[[ Supplied records open ]]

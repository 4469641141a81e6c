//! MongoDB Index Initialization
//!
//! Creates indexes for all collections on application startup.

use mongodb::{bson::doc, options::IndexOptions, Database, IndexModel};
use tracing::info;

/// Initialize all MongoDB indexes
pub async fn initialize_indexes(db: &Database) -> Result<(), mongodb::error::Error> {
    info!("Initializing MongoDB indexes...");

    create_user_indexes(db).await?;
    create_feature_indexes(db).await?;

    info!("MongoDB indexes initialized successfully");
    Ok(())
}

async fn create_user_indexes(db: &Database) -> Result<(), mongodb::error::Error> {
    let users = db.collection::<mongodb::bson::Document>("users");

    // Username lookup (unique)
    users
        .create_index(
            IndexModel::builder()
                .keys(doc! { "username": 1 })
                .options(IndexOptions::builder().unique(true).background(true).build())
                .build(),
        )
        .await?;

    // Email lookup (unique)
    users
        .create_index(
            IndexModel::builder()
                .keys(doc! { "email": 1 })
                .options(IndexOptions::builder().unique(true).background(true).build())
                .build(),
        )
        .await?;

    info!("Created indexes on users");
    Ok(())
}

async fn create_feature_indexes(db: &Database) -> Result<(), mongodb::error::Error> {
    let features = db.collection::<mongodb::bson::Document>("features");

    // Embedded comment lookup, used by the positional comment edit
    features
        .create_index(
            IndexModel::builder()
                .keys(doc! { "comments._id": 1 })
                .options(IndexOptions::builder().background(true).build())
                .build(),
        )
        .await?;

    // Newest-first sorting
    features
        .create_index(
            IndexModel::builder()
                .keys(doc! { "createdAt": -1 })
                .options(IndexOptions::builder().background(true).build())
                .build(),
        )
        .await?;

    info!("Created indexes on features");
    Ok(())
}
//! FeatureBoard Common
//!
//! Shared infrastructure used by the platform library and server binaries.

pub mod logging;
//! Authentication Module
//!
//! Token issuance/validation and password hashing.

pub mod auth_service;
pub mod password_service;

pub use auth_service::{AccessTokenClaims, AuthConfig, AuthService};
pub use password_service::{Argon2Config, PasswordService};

[[ Supplied records closed ]]

■ What to do
The task calls for every line of the material that contains the string "lookup".

■ Task response
    // Username lookup (unique)
    // Email lookup (unique)
    // Embedded comment lookup, used by the positional comment edit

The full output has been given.